Engineering a new car from scratch is hard as not only does it take a long time, but it also requires a major investment. It’s particularly tricky for low-volume automakers such as Aston Martin, which delivered only 6,400 cars in 2022. This year, the target is to sell approximately 7,000 vehicles. To make its life a bit easier, the Gaydon-based marque is relying on its partners to provide certain components to speed up development and cut costs.
To that end, Aston Martin is extending its deal with Mercedes to have access to AMG's twin-turbo V8 but also to parts pertaining to the electrical architecture and electric drivetrains. As announced earlier this week, Aston will borrow from Lucid tech related to powertrains and batteries.
Aston Martin DB12
Chinese automotive giant Geely – which recently upped its stake in Aston Martin to 17 percent – will also supply several components to the British sports car marque. Speaking with Autocar magazine, AM's development boss Roberto Fedeli said future models will use seats and HVAC (heating, ventilation, and air conditioning) parts from the company that owns Volvo, Lotus, and Polestar, among other brands, plus half of Smart through its 50:50 joint venture with Mercedes.

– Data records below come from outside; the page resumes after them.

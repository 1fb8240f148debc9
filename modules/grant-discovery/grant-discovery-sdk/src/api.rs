//! Public API trait for grant discovery.

use async_trait::async_trait;

use crate::error::GrantDiscoveryError;
use crate::models::{RunOutcome, RunRequest};

/// Public API trait consumed by the job/callback layer.
///
/// Both the push notification and the fallback poll call [`complete`]
/// for the same job; only the first call for a job id runs the inference.
///
/// ```ignore
/// let outcome = client.complete(request).await?;
/// ```
///
/// [`complete`]: GrantDiscoveryClient::complete
#[async_trait]
pub trait GrantDiscoveryClient: Send + Sync {
    /// Run inference for a completed snapshot fetch.
    ///
    /// A failed run is reported as `Ok(RunOutcome { success: false, .. })`.
    ///
    /// # Errors
    ///
    /// - `AlreadyProcessed` if the job id was already claimed by another trigger
    /// - `Internal` for unexpected infrastructure errors
    async fn complete(&self, request: RunRequest) -> Result<RunOutcome, GrantDiscoveryError>;
}
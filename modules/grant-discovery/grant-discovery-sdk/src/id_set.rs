//! Decoder for stored template-id sets.
//!
//! The id-set column has been written in three shapes over time: a JSON
//! array (`[1,2,3]`), a single JSON number (`7`) and a comma-separated
//! string (`"1, 2,3"`, with or without JSON quotes). All of them decode
//! through [`IdSet::parse`], which tries the shapes in that fixed order.

use std::collections::BTreeSet;

use serde::Deserialize;
use thiserror::Error;

#[derive(Debug, Error, PartialEq, Eq)]
pub enum IdSetError {
    #[error("invalid id '{token}' in id set '{raw}'")]
    InvalidId { raw: String, token: String },
}

/// Accepted encodings, tried top to bottom.
#[derive(Deserialize)]
#[serde(untagged)]
enum Encoded {
    List(Vec<i64>),
    Single(i64),
    Csv(String),
}

#[derive(Debug, Clone, Default, PartialEq, Eq)]
pub struct IdSet(BTreeSet<i64>);

impl IdSet {
    /// Decode a stored id set.
    ///
    /// Text that is not valid JSON is treated as a bare comma-separated list.
    /// Empty input decodes to an empty set.
    ///
    /// # Errors
    ///
    /// Returns [`IdSetError::InvalidId`] when a comma-separated token is not an integer.
    pub fn parse(raw: &str) -> Result<Self, IdSetError> {
        let trimmed = raw.trim();
        let encoded = serde_json::from_str::<Encoded>(trimmed)
            .unwrap_or_else(|_| Encoded::Csv(trimmed.to_owned()));

        match encoded {
            Encoded::List(ids) => Ok(Self(ids.into_iter().collect())),
            Encoded::Single(id) => Ok(Self(BTreeSet::from([id]))),
            Encoded::Csv(text) => parse_csv(raw, &text).map(Self),
        }
    }

    #[must_use]
    pub fn into_inner(self) -> BTreeSet<i64> {
        self.0
    }

    #[must_use]
    pub fn is_empty(&self) -> bool {
        self.0.is_empty()
    }
}

fn parse_csv(raw: &str, text: &str) -> Result<BTreeSet<i64>, IdSetError> {
    text.split(',')
        .map(str::trim)
        .filter(|token| !token.is_empty())
        .map(|token| {
            token.parse::<i64>().map_err(|_| IdSetError::InvalidId {
                raw: raw.to_owned(),
                token: token.to_owned(),
            })
        })
        .collect()
}
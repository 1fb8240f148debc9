//! Domain layer for grant discovery.

pub mod audit;
pub mod classifier;
pub mod coverage;
pub mod decision;
pub mod error;
pub mod evaluator;
pub mod groups;
pub mod guard;
pub mod local_client;
pub mod repo;
pub mod service;
pub mod snapshot;
pub mod synthesizer;
pub mod template;


pub use error::DomainError;
pub use local_client::GrantDiscoveryLocalClient;
pub use service::{RunSummary, Service};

Fedeli went on to say Aston Martin will try and source "everything we can get from a wide shelf of components" in a bid to accelerate the development of new models. By relying more on Geely, the current suppliers' list with about 300 companies will be reduced by 30 percent, according to CEO Amedeo Felisa.
Separately, Aston Martin head honcho Lawrence Stroll told Autocar he "should be knighted for what I've done" by pouring about £1.5 billion (nearly $1.9B at current exchange rates) into the company to fund both the road car division and the Formula 1 team.